Artificial grass solutions are an ideal way to create an aesthetically pleasing low-maintenance garden, as well as an even field for sports and recreational events that is not vulnerable to variable weather.

For example, one of the biggest uses for artificial turf in Lancashire is to get around waterlogging and other issues found with low-quality soil and intense rain.

However, in the mid-1960s, the first successful brand of artificial turf was created to solve the opposite problem; how do you have grass in a dome in the middle of the desert?

The Houston Astrodome was the world’s first multi-purpose domed stadium, primarily designed to hold the Houston Astros Major League Baseball team as a condition for the city getting the team.

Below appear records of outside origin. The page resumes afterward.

//! Verification of a directory against its checksum manifest.

use std::path::{Path, PathBuf};

use serde::Serialize;

use crate::error::VerifyError;
use crate::fingerprint::fingerprint_file;
use crate::manifest::{manifest_path, Manifest, MANIFEST_ALGORITHM};

#[derive(Debug, Clone, PartialEq, Eq, Serialize)]
#[serde(tag = "status", content = "reason", rename_all = "snake_case")]
pub enum EntryStatus {
    Matched,
    ContentDiffers,
    NotFound,
    /// The file exists but could not be hashed.
    Unreadable(String),
}

#[derive(Debug, Clone, Serialize)]
pub struct EntryResult {
    pub filename: String,
    pub path: PathBuf,
    pub status: EntryStatus,
}

/// Per-entry outcome of one verification run, in manifest order.
#[derive(Debug, Clone, Default, Serialize)]
pub struct VerifyReport {
    pub results: Vec<EntryResult>,
}

impl VerifyReport {
    pub fn matched(&self) -> usize {
        self.results
            .iter()
            .filter(|r| r.status == EntryStatus::Matched)
            .count()
    }

    pub fn total(&self) -> usize {
        self.results.len()
    }

    /// Entries that did not match, in manifest order.
    pub fn mismatches(&self) -> impl Iterator<Item = &EntryResult> {
        self.results
            .iter()
            .filter(|r| r.status != EntryStatus::Matched)
    }

    pub fn all_matched(&self) -> bool {
        self.matched() == self.total()
    }
}

/// Re-hash every file listed in `dir`'s manifest and compare.
///
/// Files in `dir` that the manifest does not list are ignored.
pub fn verify_directory(dir: &Path) -> Result<VerifyReport, VerifyError> {
    let manifest_file = manifest_path(dir);
    if !manifest_file.is_file() {
        return Err(VerifyError::ManifestMissing(manifest_file));
    }

    let manifest = Manifest::read(dir)?;
    log::debug!(
        "Verifying {} entries from {}",
        manifest.len(),
        manifest_file.display()
    );

    let results = manifest
        .entries
        .into_iter()
        .map(|entry| {
            let path = dir.join(&entry.filename);
            let status = check_entry(&path, &entry.checksum);
            EntryResult {
                filename: entry.filename,
                path,
                status,
            }
        })
        .collect();

    Ok(VerifyReport { results })
}

fn check_entry(path: &Path, recorded: &str) -> EntryStatus {
    if !path.exists() {
        return EntryStatus::NotFound;
    }

    match fingerprint_file(path, MANIFEST_ALGORITHM) {
        Ok(fingerprint) if fingerprint.to_hex() == recorded => EntryStatus::Matched,
        Ok(_) => EntryStatus::ContentDiffers,
        Err(e) => {
            log::warn!("{}", e);
            EntryStatus::Unreadable(e.to_string())
        }
    }
}

#[cfg(test)]
mod tests {
    use super::*;
    use crate::error::ManifestError;
    use std::fs;
    use tempfile::{tempdir, TempDir};

    fn manifested_dir() -> TempDir {
        let dir = tempdir().unwrap();
        fs::write(dir.path().join("a.txt"), b"hello").unwrap();
        fs::write(dir.path().join("b.txt"), b"hello").unwrap();
        fs::write(dir.path().join("c.txt"), b"world").unwrap();
        Manifest::generate(dir.path())
            .unwrap()
            .write(dir.path())
            .unwrap();
        dir
    }

    #[test]
    fn unmodified_directory_fully_matches() {
        let dir = manifested_dir();
        let report = verify_directory(dir.path()).unwrap();
        assert_eq!(report.total(), 3);
        assert_eq!(report.matched(), 3);
        assert!(report.all_matched());
        assert_eq!(report.mismatches().count(), 0);
    }

    #[test]
    fn single_byte_corruption_is_detected() {
        let dir = manifested_dir();
        fs::write(dir.path().join("c.txt"), b"worle").unwrap();

        let report = verify_directory(dir.path()).unwrap();
        assert_eq!(report.matched(), 2);
        let mismatches: Vec<_> = report.mismatches().collect();
        assert_eq!(mismatches.len(), 1);
        assert_eq!(mismatches[0].filename, "c.txt");
        assert_eq!(mismatches[0].status, EntryStatus::ContentDiffers);
    }

    #[test]
    fn deleted_file_is_not_found() {
        let dir = manifested_dir();
        fs::remove_file(dir.path().join("a.txt")).unwrap();

        let report = verify_directory(dir.path()).unwrap();
        assert_eq!(report.matched(), 2);
        assert_eq!(report.total(), 3);
        let missing = report.mismatches().next().unwrap();
        assert_eq!(missing.filename, "a.txt");
        assert_eq!(missing.status, EntryStatus::NotFound);
    }

    #[test]
    fn untracked_files_are_ignored() {
        let dir = manifested_dir();
        fs::write(dir.path().join("new.txt"), b"new").unwrap();

        let report = verify_directory(dir.path()).unwrap();
        assert_eq!(report.total(), 3);
        assert!(report.all_matched());
    }

    #[test]
    fn missing_manifest_is_fatal() {
        let dir = tempdir().unwrap();
        fs::write(dir.path().join("a.txt"), b"hello").unwrap();
        assert!(matches!(
            verify_directory(dir.path()),
            Err(VerifyError::ManifestMissing(_))
        ));
    }

    #[test]
    fn uppercase_recorded_checksum_still_matches() {
        let dir = tempdir().unwrap();
        fs::write(dir.path().join("a.txt"), b"hello").unwrap();
        fs::write(
            manifest_path(dir.path()),
            "a.txt, 5D41402ABC4B2A76B9719D911017C592\n",
        )
        .unwrap();

        assert!(verify_directory(dir.path()).unwrap().all_matched());
    }

    #[test]
    fn unreadable_entry_is_reported_and_verification_continues() {
        let dir = manifested_dir();
        fs::remove_file(dir.path().join("b.txt")).unwrap();
        fs::create_dir(dir.path().join("b.txt")).unwrap();

        let report = verify_directory(dir.path()).unwrap();
        assert_eq!(report.total(), 3);
        assert_eq!(report.matched(), 2);
        let bad = report.mismatches().next().unwrap();
        assert_eq!(bad.filename, "b.txt");
        assert!(matches!(bad.status, EntryStatus::Unreadable(_)));
    }

    #[test]
    fn entries_pointing_outside_the_directory_are_rejected() {
        let outside = tempdir().unwrap();
        let secret = outside.path().join("secret.txt");
        fs::write(&secret, b"hello").unwrap();

        let dir = tempdir().unwrap();
        fs::create_dir(dir.path().join("inner")).unwrap();
        let inner = dir.path().join("inner");
        fs::write(inner.join("../sibling.txt"), b"hello").unwrap();

        for (target, line) in [
            (dir.path(), format!("{}, 5d41402abc4b2a76b9719d911017c592\n", secret.display())),
            (inner.as_path(), "../sibling.txt, 5d41402abc4b2a76b9719d911017c592\n".to_string()),
        ] {
            fs::write(manifest_path(target), line).unwrap();
            assert!(matches!(
                verify_directory(target),
                Err(VerifyError::Manifest(ManifestError::Malformed { .. }))
            ));
        }
    }

    #[test]
    fn empty_manifest_verifies_trivially() {
        let dir = tempdir().unwrap();
        Manifest::default().write(dir.path()).unwrap();
        let report = verify_directory(dir.path()).unwrap();
        assert_eq!(report.total(), 0);
        assert!(report.all_matched());
    }
}
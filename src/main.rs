use std::collections::HashSet;
use std::path::PathBuf;
use std::time::Instant;

use anyhow::{Context, Result};
use clap::{ArgAction, Parser, Subcommand};
use console::style;

use salvage::config::Config;
use salvage::logging::init_logging;
use salvage::manifest::{manifest_path, Manifest};
use salvage::scanner::{DedupMode, ScanConfig, ScanReport, Scanner};
use salvage::session_log::SessionLog;
use salvage::utils::{calculate_percentage, format_elapsed, format_file_size};
use salvage::verify::{verify_directory, EntryStatus, VerifyReport};
use salvage::walker::WalkFilter;
use salvage::Mode;

#[derive(Parser)]
#[command(
    name = "salvage",
    version,
    about = "Checksum, verify and deduplicate recovered file collections",
    long_about = "Record checksum manifests for directories of recovered files, verify directories against those manifests, and find or remove exact duplicates by content hash and size."
)]
struct Cli {
    /// Increase diagnostic output (-v info, -vv debug, -vvv trace)
    #[arg(short, long, action = ArgAction::Count, global = true)]
    verbose: u8,

    /// Only log errors
    #[arg(short, long, global = true)]
    quiet: bool,

    #[command(subcommand)]
    command: Command,
}

#[derive(Subcommand)]
enum Command {
    /// Write a checksum manifest (checkSum.txt) for the files in a directory
    Checksum {
        /// Directory to checksum (not recursive)
        #[arg(short = 't', long = "target", alias = "target_path", value_name = "DIR")]
        target: Option<PathBuf>,

        /// Append a session log to this file
        #[arg(long, value_name = "FILE")]
        log: Option<PathBuf>,
    },

    /// Compare a directory against its checksum manifest
    Verify {
        /// Directory holding the files and their checkSum.txt
        #[arg(short = 't', long = "target", alias = "target_path", value_name = "DIR")]
        target: Option<PathBuf>,

        /// Print the report as JSON
        #[arg(long)]
        json: bool,

        /// Append a session log to this file
        #[arg(long, value_name = "FILE")]
        log: Option<PathBuf>,
    },

    /// Find duplicate files by content and optionally remove them
    Dedup {
        /// Directories to scan recursively (can be specified multiple times)
        #[arg(
            short = 's',
            long = "source",
            alias = "source_path",
            value_name = "PATH",
            num_args = 1..
        )]
        sources: Vec<PathBuf>,

        /// test = report only, remove = delete duplicates
        #[arg(short, long, value_enum)]
        mode: Option<Mode>,

        /// Minimum file size in bytes to consider
        #[arg(long, default_value = "0", value_name = "BYTES")]
        min_size: u64,

        /// Only consider these file extensions (comma-separated)
        #[arg(long = "type", value_name = "EXT", value_delimiter = ',')]
        file_types: Vec<String>,

        /// Number of hashing threads (0 = auto-detect)
        #[arg(long, default_value = "0")]
        threads: usize,

        /// Print the report as JSON
        #[arg(long)]
        json: bool,

        /// Append a session log to this file
        #[arg(long, value_name = "FILE")]
        log: Option<PathBuf>,

        /// Skip the confirmation prompt in remove mode
        #[arg(short, long)]
        yes: bool,
    },
}

fn main() {
    let cli = Cli::parse();
    init_logging(cli.verbose, cli.quiet);

    if let Err(err) = run(cli.command) {
        eprintln!("{}", style(format!("ERROR: {:#}", err)).red().bold());
        std::process::exit(1);
    }
}

fn run(command: Command) -> Result<()> {
    let start = Instant::now();

    let json = match command {
        Command::Checksum { target, log } => {
            let config = Config {
                target_path: target,
                ..Config::default()
            };
            checksum(&config, log.map(SessionLog::new))?;
            false
        }
        Command::Verify { target, json, log } => {
            let config = Config {
                target_path: target,
                ..Config::default()
            };
            verify(&config, json, log.map(SessionLog::new))?;
            json
        }
        Command::Dedup {
            sources,
            mode,
            min_size,
            file_types,
            threads,
            json,
            log,
            yes,
        } => {
            let config = Config {
                mode,
                source_paths: sources,
                file_types: file_types.into_iter().collect::<HashSet<_>>(),
                min_size,
                ..Config::default()
            };
            dedup(&config, threads, json, yes, log.map(SessionLog::new))?;
            json
        }
    };

    if !json {
        println!();
        println!(
            "{}",
            style(format!("Total process time: {}", format_elapsed(start.elapsed()))).dim()
        );
    }
    Ok(())
}

fn checksum(config: &Config, session: Option<SessionLog>) -> Result<()> {
    let target = config.target_dir()?;
    record(&session, &format!("Checksum {}", target.display()));

    println!("{}", style("Processing files, please wait as this might take a while.").cyan());

    let (manifest, skipped) = Manifest::generate_with_skipped(target)
        .with_context(|| format!("Failed to checksum {}", target.display()))?;
    let path = manifest.write(target)?;

    for error in &skipped {
        let line = format!("Skipped: {}", error);
        println!("{}", style(&line).yellow());
        record(&session, &line);
    }

    let summary = format!("Total files: {}", manifest.len());
    record(&session, &summary);

    println!();
    println!("{}", summary);
    println!("Manifest written to: {}", path.display());
    Ok(())
}

fn verify(config: &Config, json: bool, session: Option<SessionLog>) -> Result<()> {
    let target = config.target_dir()?;
    record(&session, &format!("Verify {}", manifest_path(target).display()));

    if !json {
        println!("{}", style("Processing files, please wait as this might take a while.").cyan());
    }

    let report = verify_directory(target)?;

    for result in report.mismatches() {
        let line = match &result.status {
            EntryStatus::NotFound => format!("File not found: {}", result.path.display()),
            EntryStatus::ContentDiffers => format!("File not the same: {}", result.path.display()),
            EntryStatus::Unreadable(reason) => {
                format!("File unreadable: {} ({})", result.path.display(), reason)
            }
            EntryStatus::Matched => continue,
        };
        if !json {
            println!("{}", style(&line).yellow());
        }
        record(&session, &line);
    }

    let summary = format!("Matched {} of {} files", report.matched(), report.total());
    record(&session, &summary);

    if json {
        println!("{}", serde_json::to_string_pretty(&report)?);
    } else {
        print_verify_summary(&report, &summary);
    }
    Ok(())
}

fn print_verify_summary(report: &VerifyReport, summary: &str) {
    println!();
    let line = format!(
        "{} ({:.1}%)",
        summary,
        calculate_percentage(report.matched(), report.total())
    );
    if report.all_matched() {
        println!("{}", style(line).green().bold());
    } else {
        println!("{}", style(line).red().bold());
    }
}

fn dedup(
    config: &Config,
    threads: usize,
    json: bool,
    yes: bool,
    session: Option<SessionLog>,
) -> Result<()> {
    let sources = config.source_dirs()?;
    let mode = config.dedup_mode()?;

    if mode == DedupMode::Remove && !yes {
        let proceed = dialoguer::Confirm::new()
            .with_prompt("Duplicate files will be deleted permanently. Continue?")
            .default(false)
            .interact()
            .context("Could not read confirmation; pass --yes to skip it")?;

        if !proceed {
            println!("{}", style("Operation cancelled").yellow());
            return Ok(());
        }
    }

    record(&session, "Open log");
    for source in sources {
        record(&session, &format!("Source Path: {}", source.display()));
    }

    if !json {
        println!(
            "{}",
            style(format!(
                "Scanning {} source path(s) for duplicate files...",
                sources.len()
            ))
            .cyan()
            .bold()
        );
    }

    let scanner = Scanner::new(ScanConfig {
        mode,
        filter: WalkFilter {
            min_size: config.min_size,
            file_types: config.normalized_file_types(),
        },
        threads,
        show_progress: !json,
    });
    let report = scanner.scan(sources)?;

    for dupe in &report.duplicates {
        let outcome = match &dupe.delete {
            Some(outcome) => format!(" ({})", outcome),
            None => String::new(),
        };
        record(
            &session,
            &format!(
                "Duplicate: {} of {}{}",
                dupe.path.display(),
                dupe.original.display(),
                outcome
            ),
        );
    }
    for skipped in &report.skipped {
        record(&session, &format!("Skipped: {}", skipped.error));
    }
    record(&session, &summary_line(&report));

    if json {
        println!("{}", serde_json::to_string_pretty(&report)?);
    } else {
        display_scan_results(&report);
    }
    Ok(())
}

fn summary_line(report: &ScanReport) -> String {
    if report.duplicates_found() > 0 {
        format!("Total duplicate files found: {}", report.duplicates_found())
    } else {
        "No duplicate files found.".to_string()
    }
}

fn display_scan_results(report: &ScanReport) {
    for skipped in &report.skipped {
        println!("{}", style(format!("Skipped: {}", skipped.error)).yellow());
    }

    if report.mode == DedupMode::Test {
        for dupe in &report.duplicates {
            println!(
                "{} {} {}",
                style("Duplicate:").yellow(),
                dupe.path.display(),
                style(format!("(same as {})", dupe.original.display())).dim()
            );
        }
    } else {
        for dupe in &report.duplicates {
            if let Some(outcome) = dupe.delete.as_ref().filter(|o| !o.is_deleted()) {
                println!(
                    "{} {}: {}",
                    style("Not removed:").red(),
                    dupe.path.display(),
                    outcome
                );
            }
        }
    }

    println!();
    println!("Files scanned: {}", report.files_visited);
    if report.duplicates_found() > 0 {
        println!("{}", style(summary_line(report)).yellow().bold());
        match report.mode {
            DedupMode::Test => println!(
                "Duplicates occupy {}. Run with --mode remove to delete them.",
                format_file_size(report.duplicate_bytes())
            ),
            DedupMode::Remove => println!(
                "Removed {} file(s), freeing {}.",
                report.removed(),
                format_file_size(report.bytes_reclaimed())
            ),
        }
    } else {
        println!("{}", style(summary_line(report)).green().bold());
    }
}

fn record(session: &Option<SessionLog>, msg: &str) {
    if let Some(log) = session.as_ref() {
        log.record(msg);
    }
}
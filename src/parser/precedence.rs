//! Operator precedence and structural conflict resolution
//!
//! Two tables live here. The operator ladder drives precedence climbing in
//! the engine; every binary operator groups left, and a higher level always
//! binds first. The conflict table lists the places where several
//! productions may match the same input, each with the rule that decides
//! between the surviving hypotheses.

use crate::parser::grammar::{BUILTIN_COMPONENTS, Terminal};
use crate::parser::lexer::Token;
use crate::parser::SyntaxKind;

#[derive(Debug, Clone, Copy, PartialEq, Eq, Hash)]
pub enum Assoc {
    Left,
    Right,
}

/// A precedence level with its associativity
#[derive(Debug, Clone, Copy, PartialEq, Eq, Hash)]
pub struct Precedence {
    pub level: u8,
    pub assoc: Assoc,
}

impl Precedence {
    pub const fn new(level: u8, assoc: Assoc) -> Self {
        Self { level, assoc }
    }
}

/// Precedence levels, low to high
pub mod level {
    pub const ASSIGNMENT: u8 = 1;
    pub const CONDITIONAL: u8 = 2;
    pub const LOGICAL_OR: u8 = 10;
    pub const LOGICAL_AND: u8 = 11;
    pub const BITWISE_OR: u8 = 12;
    pub const BITWISE_XOR: u8 = 13;
    pub const BITWISE_AND: u8 = 14;
    pub const EQUALITY: u8 = 15;
    pub const RELATIONAL: u8 = 16;
    pub const SHIFT: u8 = 17;
    pub const ADDITIVE: u8 = 18;
    pub const MULTIPLICATIVE: u8 = 19;
    pub const EXPONENT: u8 = 20;
    pub const UNARY: u8 = 21;
    pub const NEW: u8 = 21;
    pub const UPDATE: u8 = 22;
    /// Call, member access and subscript
    pub const POSTFIX: u8 = 23;
}

/// How an embedded expression is parsed
#[derive(Debug, Clone, Copy, PartialEq, Eq, Hash)]
pub struct Operand {
    /// Operators below this level end the expression
    pub min_level: u8,
    /// Whether `(` after an operand starts a call
    pub calls: bool,
    /// Replace the `expression` wrapper by its only child
    pub unwrap: bool,
}

impl Operand {
    pub const FULL: Operand = Operand::at(0);

    /// `identifier` or `a.b.c` without calls, as used after `new` and `$`
    pub const MEMBER_PATH: Operand = Operand {
        min_level: level::POSTFIX,
        calls: false,
        unwrap: true,
    };

    pub const fn at(min_level: u8) -> Operand {
        Operand {
            min_level,
            calls: true,
            unwrap: false,
        }
    }
}

pub struct BinaryOperator {
    pub token: Terminal,
    pub precedence: Precedence,
}

const fn left(token: Terminal, level: u8) -> BinaryOperator {
    BinaryOperator {
        token,
        precedence: Precedence::new(level, Assoc::Left),
    }
}

use SyntaxKind::*;
use Terminal::{Kind, Word};

/// The binary operator ladder
///
/// `**` is declared left-associative like the rest of the ladder.
pub static BINARY_OPERATORS: &[BinaryOperator] = &[
    left(Kind(PIPE_PIPE), level::LOGICAL_OR),
    left(Kind(AMP_AMP), level::LOGICAL_AND),
    left(Kind(PIPE), level::BITWISE_OR),
    left(Kind(CARET), level::BITWISE_XOR),
    left(Kind(AMP), level::BITWISE_AND),
    left(Kind(EQ_EQ), level::EQUALITY),
    left(Kind(BANG_EQ), level::EQUALITY),
    left(Kind(EQ_EQ_EQ), level::EQUALITY),
    left(Kind(BANG_EQ_EQ), level::EQUALITY),
    left(Kind(LT), level::RELATIONAL),
    left(Kind(LT_EQ), level::RELATIONAL),
    left(Kind(GT), level::RELATIONAL),
    left(Kind(GT_EQ), level::RELATIONAL),
    left(Word("instanceof"), level::RELATIONAL),
    left(Word("in"), level::RELATIONAL),
    left(Kind(LT_LT), level::SHIFT),
    left(Kind(GT_GT), level::SHIFT),
    left(Kind(GT_GT_GT), level::SHIFT),
    left(Kind(PLUS), level::ADDITIVE),
    left(Kind(MINUS), level::ADDITIVE),
    left(Kind(STAR), level::MULTIPLICATIVE),
    left(Kind(SLASH), level::MULTIPLICATIVE),
    left(Kind(PERCENT), level::MULTIPLICATIVE),
    left(Kind(STAR_STAR), level::EXPONENT),
];

pub const ASSIGNMENT_OPERATORS: &[SyntaxKind] = &[
    EQ, PLUS_EQ, MINUS_EQ, STAR_EQ, STAR_STAR_EQ, SLASH_EQ, PERCENT_EQ, AMP_EQ, PIPE_EQ, CARET_EQ,
    LT_LT_EQ, GT_GT_EQ, GT_GT_GT_EQ,
];

/// Find the binary operator a token spells, with the kind to emit for it
pub fn binary_operator(
    kind: SyntaxKind,
    text: &str,
) -> Option<(&'static BinaryOperator, SyntaxKind)> {
    BINARY_OPERATORS
        .iter()
        .find_map(|op| op.token.matches(kind, text).map(|emitted| (op, emitted)))
}

pub fn is_assignment_operator(kind: SyntaxKind) -> bool {
    ASSIGNMENT_OPERATORS.contains(&kind)
}

// =============================================================================
// Conflict groups
// =============================================================================

/// Places in the grammar where several productions can match the same input
#[derive(Debug, Clone, Copy, PartialEq, Eq, Hash)]
pub enum ConflictGroup {
    DecoratorOrExpression,
    ModifierChainOrMember,
    UiElementOrExpression,
    BlockOrObject,
    DecoratedBody,
    BuildOrMethod,
    ConstructorOrMethod,
    ParametersOrObject,
}

/// How a conflict group picks among its surviving hypotheses
pub enum Disambiguation {
    /// Fewest loose errors, then longest span, then fewest errors, then
    /// declaration order
    Longest,
    /// The first listed kind that matched at all wins
    Prefer(&'static [SyntaxKind]),
    /// A named predicate picks a candidate; `None` falls back to `Longest`
    Predicate(fn(&Lookahead<'_>, &[Candidate]) -> Option<usize>),
}

pub struct Conflict {
    pub name: &'static str,
    pub members: &'static [SyntaxKind],
    pub rule: Disambiguation,
}

static CONFLICTS: [Conflict; 8] = [
    Conflict {
        name: "decorator_or_expression",
        members: &[DECORATOR, AT_EXPRESSION],
        rule: Disambiguation::Predicate(decorator_position),
    },
    Conflict {
        name: "modifier_chain_or_member",
        members: &[MODIFIER_CHAIN_EXPRESSION, MEMBER_EXPRESSION],
        rule: Disambiguation::Predicate(greedy_modifier_chain),
    },
    Conflict {
        name: "ui_element_or_expression",
        members: &[ARKTS_UI_ELEMENT, UI_COMPONENT, EXPRESSION_STATEMENT, CALL_EXPRESSION],
        rule: Disambiguation::Predicate(ui_element_priority),
    },
    Conflict {
        name: "block_or_object",
        members: &[BLOCK_STATEMENT, OBJECT_LITERAL],
        rule: Disambiguation::Prefer(&[BLOCK_STATEMENT]),
    },
    Conflict {
        name: "decorated_body",
        members: &[EXTEND_FUNCTION_BODY, BUILD_BODY, BLOCK_STATEMENT],
        rule: Disambiguation::Predicate(decorated_body),
    },
    Conflict {
        name: "build_or_method",
        members: &[BUILD_METHOD, METHOD_DECLARATION],
        rule: Disambiguation::Prefer(&[BUILD_METHOD]),
    },
    Conflict {
        name: "constructor_or_method",
        members: &[CONSTRUCTOR_DECLARATION, METHOD_DECLARATION],
        rule: Disambiguation::Prefer(&[CONSTRUCTOR_DECLARATION]),
    },
    Conflict {
        name: "parameters_or_object",
        members: &[COMPONENT_PARAMETERS, OBJECT_LITERAL],
        rule: Disambiguation::Prefer(&[COMPONENT_PARAMETERS]),
    },
];

impl ConflictGroup {
    pub fn conflict(self) -> &'static Conflict {
        &CONFLICTS[self as usize]
    }

    pub fn name(self) -> &'static str {
        self.conflict().name
    }
}

/// All declared conflict groups
pub fn conflicts() -> &'static [Conflict] {
    &CONFLICTS
}

/// One surviving hypothesis of a conflict group
#[derive(Debug, Clone, Copy, PartialEq, Eq)]
pub struct Candidate {
    /// Node kind of the alternative that produced it
    pub kind: Option<SyntaxKind>,
    /// Token index just past its span
    pub end: usize,
    pub errors: usize,
    /// How many of `errors` were recovered inside bodies that closed
    pub contained: usize,
}

impl Candidate {
    pub fn loose(&self) -> usize {
        self.errors.saturating_sub(self.contained)
    }

    fn rank(&self) -> (usize, std::cmp::Reverse<usize>, usize) {
        (self.loose(), std::cmp::Reverse(self.end), self.errors)
    }
}

/// Read-only window over the significant tokens for predicates
pub struct Lookahead<'a> {
    tokens: &'a [Token<'a>],
    origin: usize,
    pos: usize,
}

impl<'a> Lookahead<'a> {
    pub fn new(tokens: &'a [Token<'a>], origin: usize, pos: usize) -> Self {
        Self { tokens, origin, pos }
    }

    /// Token index where the conflict is being decided
    pub fn pos(&self) -> usize {
        self.pos
    }

    /// Token index where the enclosing production started
    pub fn origin(&self) -> usize {
        self.origin
    }

    pub fn kind(&self, index: usize) -> Option<SyntaxKind> {
        self.tokens.get(index).map(|t| t.kind)
    }

    pub fn text(&self, index: usize) -> Option<&'a str> {
        self.tokens.get(index).map(|t| t.text)
    }
}

/// Index of the best candidate under the `Longest` ordering
pub fn longest(candidates: &[Candidate]) -> Option<usize> {
    candidates
        .iter()
        .enumerate()
        .min_by_key(|(i, c)| (c.rank(), *i))
        .map(|(i, _)| i)
}

/// Index of the best candidate of one kind
pub fn best_of(candidates: &[Candidate], kind: SyntaxKind) -> Option<usize> {
    candidates
        .iter()
        .enumerate()
        .filter(|(_, c)| c.kind == Some(kind))
        .min_by_key(|(i, c)| (c.rank(), *i))
        .map(|(i, _)| i)
}

/// Rule 1: a leading `@` in declaration position belongs to a declaration
fn decorator_position(la: &Lookahead<'_>, candidates: &[Candidate]) -> Option<usize> {
    if la.kind(la.pos()) != Some(AT) {
        return None;
    }
    candidates
        .iter()
        .enumerate()
        .filter(|(_, c)| !matches!(c.kind, Some(STATEMENT | EXPRESSION_STATEMENT)))
        .min_by_key(|(i, c)| (c.rank(), *i))
        .map(|(i, _)| i)
}

/// Rule 2: modifiers after a UI component are taken greedily; with none,
/// the bare component wins.
fn greedy_modifier_chain(_: &Lookahead<'_>, candidates: &[Candidate]) -> Option<usize> {
    candidates
        .iter()
        .enumerate()
        .min_by_key(|(i, c)| {
            (c.rank(), c.kind != Some(UI_COMPONENT), *i)
        })
        .map(|(i, _)| i)
}

/// Rule 3: inside UI bodies, control flow first, then UI elements.
///
/// A UI element loses to an expression statement only when the callee is
/// not a built-in component and the expression statement consumes more
/// (a `;`, an operator, a member access after the call).
fn ui_element_priority(la: &Lookahead<'_>, candidates: &[Candidate]) -> Option<usize> {
    if let Some(flow) = best_of(candidates, UI_CONTROL_FLOW) {
        return Some(flow);
    }
    let ui = best_of(candidates, ARKTS_UI_ELEMENT);
    let statement = best_of(candidates, EXPRESSION_STATEMENT);
    match (ui, statement) {
        (Some(ui), Some(statement)) => {
            let builtin = la
                .text(la.pos())
                .is_some_and(|callee| BUILTIN_COMPONENTS.contains(&callee));
            let followed_by_block = la.kind(candidates[ui].end) == Some(L_BRACE);
            if builtin || followed_by_block || candidates[statement].end <= candidates[ui].end {
                Some(ui)
            } else {
                Some(statement)
            }
        }
        (Some(only), None) | (None, Some(only)) => Some(only),
        (None, None) => None,
    }
}

const EXTEND_DECORATORS: &[&str] = &["Extend", "AnimatableExtend", "Styles"];
const BUILDER_DECORATORS: &[&str] = &["Builder"];

/// Rule 4: the body of a decorated function or method
///
/// `@Extend`-style decorators with a body starting in `.` take an
/// `extend_function_body`; `@Builder` takes a `build_body`; everything else
/// is an ordinary block.
fn decorated_body(la: &Lookahead<'_>, candidates: &[Candidate]) -> Option<usize> {
    let has_decorator = |names: &[&str]| {
        (la.origin()..la.pos()).any(|i| {
            la.kind(i) == Some(AT) && la.text(i + 1).is_some_and(|name| names.contains(&name))
        })
    };

    if has_decorator(EXTEND_DECORATORS) && la.kind(la.pos() + 1) == Some(DOT) {
        if let Some(extend) = best_of(candidates, EXTEND_FUNCTION_BODY) {
            return Some(extend);
        }
    }
    if has_decorator(BUILDER_DECORATORS) {
        if let Some(build) = best_of(candidates, BUILD_BODY) {
            return Some(build);
        }
    }
    best_of(candidates, BLOCK_STATEMENT)
}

Inspired by the velarium awnings used in Roman Colosseums, the Astrodome was covered with lucite panels that alongside the air conditioning helped to keep the crowd cool and the baseball pitches free from variable wind conditions, but there was a serious issue with it.

The plastic panels quickly needed to be painted over to stop the glare that was stopping players from seeing baseballs in play, but by doing this, the natural grass initially laid on the baseball field stopped growing, leading to the ignoble sight of dirt painted green by the summer of 1965.

The solution, partially installed in 1966, was to replace the grass with ChemGrass, an artificial grass product made by Monsanto, which managed to fix the issue with the grass and create a renaissance in artificial pitches that lasted several decades and generations of turf.

The AstroDome itself inspired the new name of the artificial grass, and to this day artificial laws are sometimes known as AstroTurf.

The Dome itself would be the home of the Houston Astros until 1999 when they would move to the somewhat unfortunately named Enron Field, a year before the company would be involved in the largest corporate fraud in history up to that point.